Records excerpted from a collection:
§ §
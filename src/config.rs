use anyhow::{Context, Result};
use serde::Deserialize;
use std::path::{Path, PathBuf};
use std::time::Duration;

use crate::db::Database;
use crate::hn_client::DEFAULT_API_BASE;

pub const API_BASE_ENV: &str = "HACKER_STORIES_API_BASE";

#[derive(Debug, Clone, Deserialize, PartialEq)]
#[serde(default)]
pub struct Config {
    pub api_base: String,
    pub default_search_term: String,
    pub search_storage_key: String,
    pub request_timeout_secs: Option<u64>,
    pub data_dir: Option<PathBuf>,
}

impl Default for Config {
    fn default() -> Self {
        Self {
            api_base: DEFAULT_API_BASE.to_string(),
            default_search_term: "React".to_string(),
            search_storage_key: "search".to_string(),
            request_timeout_secs: None,
            data_dir: None,
        }
    }
}

impl Config {
    /// Reads `config.json` from the app data dir if there is one, then
    /// applies environment overrides.
    pub fn load() -> Result<Self> {
        let path = Database::get_app_data_dir()?.join("config.json");
        let mut config = if path.exists() {
            Self::from_file(&path)?
        } else {
            Self::default()
        };

        if let Ok(api_base) = std::env::var(API_BASE_ENV) {
            config.api_base = api_base;
        }
        Ok(config)
    }

    pub fn from_file(path: &Path) -> Result<Self> {
        let data = std::fs::read_to_string(path)
            .with_context(|| format!("Failed to read {}", path.display()))?;
        Self::from_json(&data).with_context(|| format!("Invalid config in {}", path.display()))
    }

    pub fn from_json(data: &str) -> Result<Self> {
        Ok(serde_json::from_str(data)?)
    }

    pub fn request_timeout(&self) -> Option<Duration> {
        self.request_timeout_secs.map(Duration::from_secs)
    }
}

#[cfg(test)]
mod tests {
    use super::*;

    #[test]
    fn empty_object_gives_defaults() {
        assert_eq!(Config::from_json("{}").unwrap(), Config::default());
    }

    #[test]
    fn partial_config_keeps_other_defaults() {
        let config = Config::from_json(r#"{"default_search_term": "Rust", "request_timeout_secs": 10}"#).unwrap();
        assert_eq!(config.default_search_term, "Rust");
        assert_eq!(config.request_timeout(), Some(Duration::from_secs(10)));
        assert_eq!(config.api_base, DEFAULT_API_BASE);
        assert_eq!(config.search_storage_key, "search");
    }

    #[test]
    fn no_timeout_by_default() {
        assert_eq!(Config::default().request_timeout(), None);
    }

    #[test]
    fn reads_config_file() {
        let dir = tempfile::tempdir().unwrap();
        let path = dir.path().join("config.json");
        std::fs::write(&path, r#"{"api_base": "http://localhost:9000", "data_dir": "/tmp/hs"}"#).unwrap();

        let config = Config::from_file(&path).unwrap();
        assert_eq!(config.api_base, "http://localhost:9000");
        assert_eq!(config.data_dir, Some(PathBuf::from("/tmp/hs")));
    }

    #[test]
    fn invalid_json_is_an_error() {
        let dir = tempfile::tempdir().unwrap();
        let path = dir.path().join("config.json");
        std::fs::write(&path, "not json").unwrap();

        let err = Config::from_file(&path).unwrap_err();
        assert!(err.to_string().contains("Invalid config"));
    }
}
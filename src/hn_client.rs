use anyhow::Result;
use reqwest::blocking::Client;
use reqwest::{StatusCode, Url};
use std::time::Duration;
use thiserror::Error;

use crate::models::SearchResponse;

pub const DEFAULT_API_BASE: &str = "https://hn.algolia.com/api/v1";
const API_SEARCH: &str = "/search";
const PARAM_SEARCH: &str = "query";
const PARAM_PAGE: &str = "page";

/// Why a fetch failed. Callers only ever show "fetch failed"; the variants
/// exist so the log says which part broke.
#[derive(Debug, Error)]
pub enum FetchError {
    #[error("request failed: {0}")]
    Transport(#[source] reqwest::Error),
    #[error("server responded with {0}")]
    Status(StatusCode),
    #[error("malformed response body: {0}")]
    Decode(#[source] reqwest::Error),
}

/// Anything that can turn a search URL into a page of results.
pub trait StorySource: Send + Sync {
    fn fetch(&self, url: &str) -> Result<SearchResponse, FetchError>;
}

pub fn search_url(api_base: &str, search_term: &str, page: usize) -> String {
    format!(
        "{}{}?{}={}&{}={}",
        api_base.trim_end_matches('/'),
        API_SEARCH,
        PARAM_SEARCH,
        urlencoding::encode(search_term),
        PARAM_PAGE,
        page
    )
}

/// Pulls the (decoded) search term back out of a URL built by [`search_url`].
pub fn extract_search_term(url: &str) -> Option<String> {
    let parsed = Url::parse(url).ok()?;
    parsed
        .query_pairs()
        .find(|(key, _)| key == PARAM_SEARCH)
        .map(|(_, value)| value.into_owned())
}

pub struct HackerNewsClient {
    client: Client,
}

impl HackerNewsClient {
    /// `timeout` of `None` means requests wait as long as the server takes.
    pub fn new(timeout: Option<Duration>) -> Result<Self> {
        let client = Client::builder()
            .timeout(timeout)
            .user_agent(concat!("hacker_stories/", env!("CARGO_PKG_VERSION")))
            .build()?;

        Ok(Self { client })
    }
}

impl StorySource for HackerNewsClient {
    fn fetch(&self, url: &str) -> Result<SearchResponse, FetchError> {
        let response = self.client.get(url).send().map_err(FetchError::Transport)?;

        let status = response.status();
        if !status.is_success() {
            return Err(FetchError::Status(status));
        }

        let body = response.json::<SearchResponse>().map_err(FetchError::Decode)?;
        log::debug!("fetched {} hits (page {}) from {}", body.hits.len(), body.page, url);
        Ok(body)
    }
}
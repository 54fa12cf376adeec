use std::sync::Arc;

use crate::db::KeyValueStore;

/// The search box contents, mirrored into a key-value store on every change.
/// A saved empty term counts as nothing saved.
pub struct SearchState {
    store: Arc<dyn KeyValueStore>,
    key: String,
    term: String,
}

impl SearchState {
    pub fn new(store: Arc<dyn KeyValueStore>, key: &str, default_term: &str) -> Self {
        let term = match store.get_string(key) {
            Ok(Some(saved)) if !saved.is_empty() => saved,
            Ok(_) => default_term.to_string(),
            Err(e) => {
                log::warn!("Failed to read saved search term: {}", e);
                default_term.to_string()
            }
        };

        Self {
            store,
            key: key.to_string(),
            term,
        }
    }

    pub fn term(&self) -> &str {
        &self.term
    }

    pub fn set(&mut self, term: &str) {
        if self.term == term {
            return;
        }
        self.term = term.to_string();
        if let Err(e) = self.store.set_string(&self.key, &self.term) {
            log::warn!("Failed to save search term: {}", e);
        }
    }
}
use crate::bar::{BarConfig, ButtonConfig};

const NAV_LABEL: &str = "Mobile navigation";

/// Markup for the bar: one link or trigger button per configured slot.
///
/// Root-relative urls are resolved against `home_url`.
#[must_use]
pub fn render_bar(config: &BarConfig, home_url: &str) -> String {
    let mut html = format!(
        r#"<nav class="fvd-mbb" aria-label="{NAV_LABEL}"><div class="fvd-mbb__inner">"#
    );
    for button in &config.buttons {
        render_button(&mut html, button, home_url);
    }
    html.push_str("</div></nav>");
    html
}

fn render_button(html: &mut String, button: &ButtonConfig, home_url: &str) {
    let href = escape_attr(&link_target(&button.url, home_url));
    let label = escape_attr(&button.label);
    let style = format!("color:{};font-size:{}px", button.color, button.size);
    let icon = format!(
        r#"<span class="{}" aria-hidden="true"></span>"#,
        escape_attr(&button.icon_class())
    );

    if button.action_type.is_trigger() {
        html.push_str(&format!(
            r#"<button type="button" class="fvd-mbb__item fvd-mbb__item--trigger" aria-label="{label}" style="{style}" data-fvd-action="{action}" data-fvd-provider="{provider}" data-fvd-selector="{selector}" data-fvd-fallback="{href}">{icon}</button>"#,
            action = button.action_type.as_str(),
            provider = button.integration_provider.as_str(),
            selector = escape_attr(button.effective_selector()),
        ));
    } else {
        html.push_str(&format!(
            r#"<a href="{href}" class="fvd-mbb__item" aria-label="{label}" style="{style}">{icon}</a>"#
        ));
    }
}

fn link_target(url: &str, home_url: &str) -> String {
    if url.starts_with('/') && !url.starts_with("//") {
        format!("{}{url}", home_url.trim_end_matches('/'))
    } else {
        url.to_string()
    }
}

fn escape_attr(value: &str) -> String {
    let mut escaped = String::with_capacity(value.len());
    for ch in value.chars() {
        match ch {
            '&' => escaped.push_str("&amp;"),
            '<' => escaped.push_str("&lt;"),
            '>' => escaped.push_str("&gt;"),
            '"' => escaped.push_str("&quot;"),
            '\'' => escaped.push_str("&#039;"),
            _ => escaped.push(ch),
        }
    }
    escaped
}

/// Inline rule block: background color plus the media query that shows the
/// bar inside its visibility range.
#[must_use]
pub fn render_styles(config: &BarConfig) -> String {
    let mut css = format!(
        ".fvd-mbb{{display:none;background:{}}}",
        config.background_color
    );
    let conditions = config.visible_range().media_conditions();
    if conditions.is_empty() {
        css.push_str(".fvd-mbb{display:block}");
    } else {
        css.push_str(&format!(
            "@media {}{{.fvd-mbb{{display:block}}}}",
            conditions.join(" and ")
        ));
    }
    css
}
//! Core logic for the FVD mobile bottom bar.
//!
//! This crate holds everything that does not touch the filesystem:
//! - Bar and button configuration types plus their default table.
//! - The settings resolver that turns raw form/option input into a complete
//!   configuration.
//! - Static lookup tables (trigger selectors, visibility breakpoints).
//! - Markup and stylesheet rendering.
//! - The click policy for trigger buttons.
//! - The GitHub release check and its expiring cache.

mod bar;
mod lookup;
mod raw;
mod release_cache;
mod render;
mod resolve;
mod sanitize;
mod trigger;
mod update;

/// Resolved configuration types, enumerations and the default button table.
pub use bar::{
    ActionType, BarConfig, ButtonConfig, IntegrationProvider, MAX_BUTTONS, MAX_ICON_SIZE,
    MIN_BUTTONS, MIN_ICON_SIZE, Visibility, default_buttons,
};
/// Trigger selector and breakpoint tables.
pub use lookup::{WidthRange, default_selector};
/// Raw, partially-valid input as submitted by a form or read from storage.
pub use raw::{RawBarConfig, RawButtonConfig, RawNumber};
/// Expiring single-slot release cache.
pub use release_cache::{CachedRelease, DEFAULT_RELEASE_TTL, ReleaseCache};
/// Markup and inline stylesheet rendering.
pub use render::{render_bar, render_styles};
/// Settings resolution.
pub use resolve::{resolve, resolve_with_defaults};
/// Client-side trigger policy.
pub use trigger::{
    TRIGGER_EVENT_NAME, TriggerAttributes, TriggerEvent, TriggerOutcome, resolve_trigger,
};
/// Release lookup, payload types and version comparison.
pub use update::{
    AppUpdate, GITHUB_API_BASE, GITHUB_REPO, GitHubAsset, GitHubRelease, RELEASE_ASSET_ZIP,
    REQUEST_TIMEOUT, ReleaseChecker, ReleasePayload, SLUG, UpdateError, http_client,
    is_newer_version, update_for,
};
§ §
* Exercise goal: Only lines that contain the string "conditions" count; pick each one out of the records and copy it.

* Exercise response:
    let conditions = config.visible_range().media_conditions();
    if conditions.is_empty() {
            conditions.join(" and ")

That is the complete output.